In older adults, the risk of anticholinergic effects, extrapyramidal symptoms, the adverse cardiovascular effects of typical antipsychotic medicines and the risk of adverse metabolic effects posed by atypical antipsychotic medicines must be considered. Therefore, the recommendation to treat psychosis in older adults is to use low-dose atypical antipsychotic medicines for the shortest possible duration and wherever feasible on a case-to-case basis to switch to non-pharmacological options [48].

4.4 Anxiolytics

Benzodiazepine utilisation decreased slightly. In 2019, lorazepam was the most widely used benzodiazepine. In our published study in 2015, we highlighted concerns regarding using alprazolam and concerns about abuse, dependence and tolerance [49]. Interestingly, in 2016, PHARMAC stopped funding for alprazolam for new patients [50].

4.5 Hypnotics and Sedatives

Overall, the utilisation of hypnotics and sedatives has declined in NZ older adults (53.74–38.90 DDD/TOPD), but the higher utilisation of zopiclone relative to other BDZs is alarming. Similar concerns of high prescribing of zopiclone in older adults relative to other BDZs were reported in Europe and England [51]. In 2015, we highlighted the risk posed by zopiclone, which accounted for more than 50% of utilisation of hypnotics, as it has been associated with cognitive impairment [52], confusion, and falls or fractures in older people [53], the reduction in the utilisation of zopiclone in 2019 (25.67 DDD/TOPD) compared to 2005 (29.90 DDD/TOPD) is a welcome change.

The high utilisation of zopiclone relative to other hypnotics in 2019 could be attributed to the increased prevalence of insomnia in older adults [54, 55]. However, its use should be restricted to short-term use to mitigate harm in older adults, and non-pharmacological interventions for the management of insomnia must be given precedence [56].

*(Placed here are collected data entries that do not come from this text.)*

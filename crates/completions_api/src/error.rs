use std::fmt;

use reqwest::StatusCode;
use serde::Deserialize;
use serde_json::Error as JsonError;

#[derive(Debug)]
pub enum CompletionsApiError {
    MissingApiKey,
    InvalidHeader(String),
    Request(reqwest::Error),
    Status(StatusCode, String),
    StreamFailed {
        code: Option<String>,
        message: String,
    },
    Serde(JsonError),
    Unknown(String),
}

#[derive(Debug, Deserialize)]
pub(crate) struct ErrorPayload {
    #[serde(rename = "error")]
    pub value: Option<ErrorPayloadFields>,
}

#[derive(Debug, Deserialize)]
pub(crate) struct ErrorPayloadFields {
    pub message: Option<String>,
    pub code: Option<serde_json::Value>,
    #[serde(rename = "type")]
    pub type_: Option<String>,
}

impl ErrorPayloadFields {
    pub fn message_or_fallback(&self) -> Option<String> {
        if let Some(message) = self.message.as_deref().filter(|value| !value.is_empty()) {
            return Some(message.to_owned());
        }
        if let Some(type_) = self.type_.as_deref().filter(|value| !value.is_empty()) {
            return Some(type_.to_owned());
        }
        match &self.code {
            Some(serde_json::Value::String(code)) if !code.is_empty() => Some(code.clone()),
            Some(code) if !code.is_null() => Some(code.to_string()),
            _ => None,
        }
    }
}

impl fmt::Display for CompletionsApiError {
    fn fmt(&self, f: &mut fmt::Formatter<'_>) -> fmt::Result {
        match self {
            Self::MissingApiKey => write!(f, "API key is required"),
            Self::InvalidHeader(message) => write!(f, "invalid request header: {message}"),
            Self::Request(error) => write!(f, "request error: {error}"),
            Self::Status(status, message) => write!(f, "HTTP {status} {message}"),
            Self::StreamFailed { code, message } => match code {
                Some(code) if !code.trim().is_empty() => {
                    write!(f, "stream failed ({code}): {message}")
                }
                _ => write!(f, "stream failed: {message}"),
            },
            Self::Serde(error) => write!(f, "serialization error: {error}"),
            Self::Unknown(message) => write!(f, "{message}"),
        }
    }
}

impl std::error::Error for CompletionsApiError {}

impl From<reqwest::Error> for CompletionsApiError {
    fn from(error: reqwest::Error) -> Self {
        Self::Request(error)
    }
}

impl From<JsonError> for CompletionsApiError {
    fn from(error: JsonError) -> Self {
        Self::Serde(error)
    }
}

/// Extracts a human-readable message from an HTTP error body, falling back
/// to the status reason when the body is empty or not the expected shape.
pub fn parse_error_message(status: StatusCode, body: &str) -> String {
    let parsed = match serde_json::from_str::<ErrorPayload>(body) {
        Ok(payload) => payload,
        Err(_) => {
            return if body.is_empty() {
                status
                    .canonical_reason()
                    .unwrap_or("request failed")
                    .to_string()
            } else {
                body.to_string()
            };
        }
    };

    if let Some(error) = parsed.value {
        if let Some(message) = error.message_or_fallback() {
            return message;
        }
    }

    if body.is_empty() {
        status
            .canonical_reason()
            .unwrap_or("request failed")
            .to_string()
    } else {
        body.to_string()
    }
}
use chat_provider::ChatMessage;
use thiserror::Error;

use crate::tree::{MessageTree, NodeId};

#[derive(Debug, Error)]
pub enum PathError {
    #[error("unknown node id '{0}'")]
    UnknownNodeId(NodeId),

    #[error("node '{0}' is not a child of the current node")]
    NotAChildOfCurrent(NodeId),

    #[error("node '{0}' is not a sibling of the current node")]
    NotASibling(NodeId),

    #[error("cannot ascend above the root")]
    AscendFromRoot,
}

/// The ordered `(role, content)` list from root to the current node.
///
/// This list is the exact payload for the next completion request. It is
/// built once per load and afterwards changed only through the operations
/// below, each O(1), so no navigation command re-walks the tree. After every
/// operation the list equals what a fresh root-to-current walk would
/// produce and its length equals `current.depth + 1`.
#[derive(Debug, Clone, PartialEq, Eq)]
pub struct ActivePath {
    current: NodeId,
    messages: Vec<ChatMessage>,
}

impl ActivePath {
    /// Builds the path by walking parent links from `current` to the root.
    pub fn from_tree(tree: &MessageTree, current: &NodeId) -> Result<Self, PathError> {
        let mut messages = Vec::new();
        let mut cursor = Some(current.clone());

        while let Some(id) = cursor {
            let node = tree
                .node(&id)
                .ok_or_else(|| PathError::UnknownNodeId(id.clone()))?;
            messages.push(ChatMessage::new(node.role(), node.content()));
            cursor = node.parent().cloned();
        }
        messages.reverse();

        Ok(Self {
            current: current.clone(),
            messages,
        })
    }

    #[must_use]
    pub fn current(&self) -> &NodeId {
        &self.current
    }

    #[must_use]
    pub fn messages(&self) -> &[ChatMessage] {
        &self.messages
    }

    #[must_use]
    pub fn len(&self) -> usize {
        self.messages.len()
    }

    #[must_use]
    pub fn is_empty(&self) -> bool {
        self.messages.is_empty()
    }

    /// Moves to `to_child`, which must be a child of the current node.
    pub fn descend(&mut self, tree: &MessageTree, to_child: &NodeId) -> Result<(), PathError> {
        let current = tree
            .node(&self.current)
            .ok_or_else(|| PathError::UnknownNodeId(self.current.clone()))?;
        if !current.children().contains(to_child) {
            return Err(PathError::NotAChildOfCurrent(to_child.clone()));
        }

        let child = tree
            .node(to_child)
            .ok_or_else(|| PathError::UnknownNodeId(to_child.clone()))?;
        self.messages
            .push(ChatMessage::new(child.role(), child.content()));
        self.current = to_child.clone();
        Ok(())
    }

    /// Moves to the current node's parent.
    pub fn ascend(&mut self, tree: &MessageTree) -> Result<(), PathError> {
        let current = tree
            .node(&self.current)
            .ok_or_else(|| PathError::UnknownNodeId(self.current.clone()))?;
        let parent = current.parent().ok_or(PathError::AscendFromRoot)?.clone();

        self.messages.pop();
        self.current = parent;
        Ok(())
    }

    /// Moves sideways to `to_sibling`, which must share the current node's
    /// parent. Selecting the current node again is a no-op.
    pub fn switch_sibling(
        &mut self,
        tree: &MessageTree,
        to_sibling: &NodeId,
    ) -> Result<(), PathError> {
        let current = tree
            .node(&self.current)
            .ok_or_else(|| PathError::UnknownNodeId(self.current.clone()))?;
        let sibling = tree
            .node(to_sibling)
            .ok_or_else(|| PathError::UnknownNodeId(to_sibling.clone()))?;
        if current.parent().is_none() || current.parent() != sibling.parent() {
            return Err(PathError::NotASibling(to_sibling.clone()));
        }

        self.messages.pop();
        self.messages
            .push(ChatMessage::new(sibling.role(), sibling.content()));
        self.current = to_sibling.clone();
        Ok(())
    }

    /// Extends the path with a brand-new node (typed message or generated
    /// reply) created as a child of the current node.
    pub fn append_new(&mut self, tree: &MessageTree, node: &NodeId) -> Result<(), PathError> {
        self.descend(tree, node)
    }

    /// Replaces the active slot with a freshly created sibling, used when an
    /// edit supersedes the current node.
    pub fn replace_current(&mut self, tree: &MessageTree, node: &NodeId) -> Result<(), PathError> {
        self.switch_sibling(tree, node)
    }
}
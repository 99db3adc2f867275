use std::collections::BTreeMap;
use std::time::Duration;

use crate::url::DEFAULT_BASE_URL;

/// Transport configuration for chat-completions requests.
#[derive(Debug, Clone)]
pub struct CompletionsApiConfig {
    /// API key passed as an `Authorization: Bearer` header.
    pub api_key: String,
    /// Base URL of the OpenAI-compatible endpoint.
    pub base_url: String,
    /// Optional `User-Agent` override.
    pub user_agent: Option<String>,
    /// Additional headers merged into request headers.
    pub extra_headers: BTreeMap<String, String>,
    /// Optional request timeout.
    pub timeout: Option<Duration>,
}

impl Default for CompletionsApiConfig {
    fn default() -> Self {
        Self {
            api_key: String::new(),
            base_url: DEFAULT_BASE_URL.to_string(),
            user_agent: None,
            extra_headers: BTreeMap::new(),
            timeout: None,
        }
    }
}

impl CompletionsApiConfig {
    pub fn new(api_key: impl Into<String>) -> Self {
        Self {
            api_key: api_key.into(),
            ..Self::default()
        }
    }

    pub fn with_base_url(mut self, base_url: impl Into<String>) -> Self {
        self.base_url = base_url.into();
        self
    }

    pub fn with_user_agent(mut self, user_agent: impl Into<String>) -> Self {
        self.user_agent = Some(user_agent.into());
        self
    }

    pub fn with_timeout(mut self, timeout: Duration) -> Self {
        self.timeout = Some(timeout);
        self
    }

    pub fn insert_header(mut self, key: impl Into<String>, value: impl Into<String>) -> Self {
        self.extra_headers.insert(key.into(), value.into());
        self
    }
}
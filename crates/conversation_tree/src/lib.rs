//! Branching conversation tree and its active-path synchronization.
//!
//! History is a tree, not a transcript: editing or regenerating any prior
//! message appends a sibling branch and never rewrites what was said. The
//! session keeps three things in lockstep:
//!
//! - the append-only [`MessageTree`] of id-addressed nodes,
//! - the current node selection,
//! - the [`ActivePath`], the ordered root-to-current `(role, content)` list
//!   that is the exact payload for the next completion request.
//!
//! All mutation funnels through [`ChatSession::dispatch`]; the path is only
//! ever changed through its own operations, never by ad hoc list edits, so
//! the "path equals root-to-current walk" invariant survives every command.
//!
//! The [`codec`] module round-trips a tree plus its current node through the
//! persisted JSON document format.

mod path;
mod session;
mod timestamp;
mod tree;

pub mod codec;

pub use path::{ActivePath, PathError};
pub use session::{ChatSession, Command, DispatchOutcome, SessionError};
pub use timestamp::{now_timestamp, TIMESTAMP_FORMAT};
pub use tree::{MessageTree, Node, NodeId, TreeError};
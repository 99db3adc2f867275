use std::path::PathBuf;

use conversation_tree::codec::CodecError;
use thiserror::Error;

#[derive(Debug, Error)]
pub enum ChatStoreError {
    #[error("I/O error while {operation} at {path}: {source}")]
    Io {
        operation: &'static str,
        path: PathBuf,
        #[source]
        source: std::io::Error,
    },

    #[error("failed to read chat document {path}: {source}")]
    Codec {
        path: PathBuf,
        #[source]
        source: CodecError,
    },

    #[error("failed to parse settings file {path}: {source}")]
    SettingsParse {
        path: PathBuf,
        #[source]
        source: serde_json::Error,
    },

    #[error("failed to serialize settings: {0}")]
    SettingsSerialize(#[source] serde_json::Error),

    #[error("no platform config directory is available")]
    NoConfigDir,

    #[error("failed to format current timestamp: {0}")]
    ClockFormat(#[source] time::error::Format),
}

impl ChatStoreError {
    #[must_use]
    pub fn io(operation: &'static str, path: impl Into<PathBuf>, source: std::io::Error) -> Self {
        Self::Io {
            operation,
            path: path.into(),
            source,
        }
    }

    #[must_use]
    pub fn codec(path: impl Into<PathBuf>, source: CodecError) -> Self {
        Self::Codec {
            path: path.into(),
            source,
        }
    }

    /// True when the underlying cause is a malformed or foreign document,
    /// i.e. the caller should fall back to a fresh conversation.
    #[must_use]
    pub fn is_malformed_document(&self) -> bool {
        matches!(self, Self::Codec { .. })
    }
}
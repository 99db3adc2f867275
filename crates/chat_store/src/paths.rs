use std::path::PathBuf;

use time::format_description::FormatItem;
use time::macros::format_description;
use time::OffsetDateTime;

pub const APP_DIR_NAME: &str = "arbor";
pub const CHATS_DIR_NAME: &str = "chats";
pub const PROMPTS_DIR_NAME: &str = "prompts";
pub const LOGS_DIR_NAME: &str = "logs";
pub const SETTINGS_FILE_NAME: &str = "settings.json";

/// Filesystem-safe timestamp used for default chat file names.
pub const FILE_TIMESTAMP_FORMAT: &[FormatItem<'static>] =
    format_description!("[year]-[month]-[day]_[hour]-[minute]-[second]");

/// The platform config directory for this application, when the platform
/// reports one.
#[must_use]
pub fn default_config_root() -> Option<PathBuf> {
    dirs::config_dir().map(|base| base.join(APP_DIR_NAME))
}

/// Formats the current wall-clock time for use in a file name.
pub fn file_timestamp() -> Result<String, time::error::Format> {
    let now = OffsetDateTime::now_local().unwrap_or_else(|_| OffsetDateTime::now_utc());
    now.format(FILE_TIMESTAMP_FORMAT)
}

/// Strips the directory and extension from a chat or prompt file path for
/// display in pickers.
#[must_use]
pub fn display_name(path: &std::path::Path) -> String {
    path.file_stem()
        .map(|stem| stem.to_string_lossy().into_owned())
        .unwrap_or_else(|| path.display().to_string())
}

#[cfg(test)]
mod tests {
    use std::path::Path;

    use super::{display_name, file_timestamp};

    #[test]
    fn file_timestamp_contains_no_path_hostile_characters() {
        let stamp = file_timestamp().expect("clock formats");
        assert!(!stamp.contains([':', '/', '\\', ' ']));
    }

    #[test]
    fn display_name_strips_directory_and_extension() {
        assert_eq!(
            display_name(Path::new("/home/u/.config/arbor/chats/2026-01-05_09-00-00.json")),
            "2026-01-05_09-00-00"
        );
        assert_eq!(display_name(Path::new("notes.txt")), "notes");
    }
}
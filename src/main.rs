use anyhow::Context;
use arbor::screens::{AppContext, Screen, Transition};
use arbor::{logging, providers, term};
use chat_store::{ChatStore, LoadedChat, Settings, DEFAULT_SYSTEM_PROMPT};
use conversation_tree::ChatSession;

fn main() -> anyhow::Result<()> {
    let store = ChatStore::open_default().context("opening the chat store")?;
    let _log_guard = logging::init(&store.logs_dir());
    tracing::info!(root = %store.root().display(), "starting arbor");

    let settings = match store.load_settings() {
        Ok(settings) => settings,
        Err(error) => {
            tracing::warn!(%error, "settings file is unreadable; using defaults");
            Settings::default()
        }
    };

    let loaded = match store.load_recent() {
        Ok(loaded) => loaded,
        Err(error) if error.is_malformed_document() => {
            tracing::warn!(%error, "most recent chat is malformed; starting fresh");
            fresh_chat()?
        }
        Err(error) => return Err(error).context("loading the most recent chat"),
    };
    let session =
        ChatSession::from_parts(loaded.tree, loaded.current).context("restoring the session")?;

    let provider = providers::provider_from_settings(&settings)?;
    let mut ctx = AppContext {
        store,
        settings,
        provider,
        session,
        chat_path: loaded.path,
    };

    let _raw_mode = term::RawModeGuard::new().context("enabling raw terminal mode")?;

    // First run lands on the settings screen until an API key is entered.
    let mut screen = if ctx.settings.needs_setup() {
        Screen::settings(ctx.settings.clone())
    } else {
        Screen::chat()
    };
    screen.render(&ctx)?;

    loop {
        let key = term::read_key()?;
        match screen.handle_key(key, &mut ctx)? {
            Transition::Stay => screen.render(&ctx)?,
            Transition::Switch(next) => {
                screen = next;
                screen.render(&ctx)?;
            }
            Transition::Exit => break,
        }
    }

    term::clear_screen()?;
    tracing::info!("session ended");
    Ok(())
}

fn fresh_chat() -> anyhow::Result<LoadedChat> {
    let timestamp = conversation_tree::now_timestamp().context("formatting the clock")?;
    Ok(LoadedChat {
        tree: conversation_tree::MessageTree::new(
            chat_provider::Role::System,
            DEFAULT_SYSTEM_PROMPT,
            timestamp,
        ),
        current: None,
        path: None,
    })
}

4.6 Strengths and Limitations

One limitation of the study was that the WHO uses doses for the main indications to compute DDDs, but several psychotropic medicines have expanded indications. Therefore, we could not examine the appropriateness of treatment because of a lack of information on the indication for using psychotropic medicine. We also assumed that all adhered to their prescribed psychotropic regime; hence actual utilisation may be overestimated. However, it is pertinent to highlight that the Pharmaceutical collections maintained by the Ministry of Health are comprehensive. In addition, the reimbursement system captures greater than 95% of the prescription coverage of the census population of older adults, strengthening the validity of our study findings.

5 Conclusions

Psychotropic medicine utilisation was relatively stable from 2005 to 2019 in older adults in NZ. Though antidepressant utilisation remained relatively stable, there was a five-fold increase in antipsychotic medicine use mainly driven by the increased utilisation of atypical antipsychotics. Our findings suggest that a high proportion of older adults have been prescribed olanzapine and zopiclone, and the reasons for their use and the risk-benefit ratio warrant further investigation. In addition, the rising trend in the utilisation of melatonin recently funded by PHARMAC should be monitored closely. Continued monitoring of psychotropic medicine utilisation will be of great interest to understand if the utilisation of psychotropic medicines, particularly antidepressants and antipsychotic medicines during the coronavirus disease 2019 pandemic year, will change relative to previous years and how the changes will impact the health of older adults in the long term.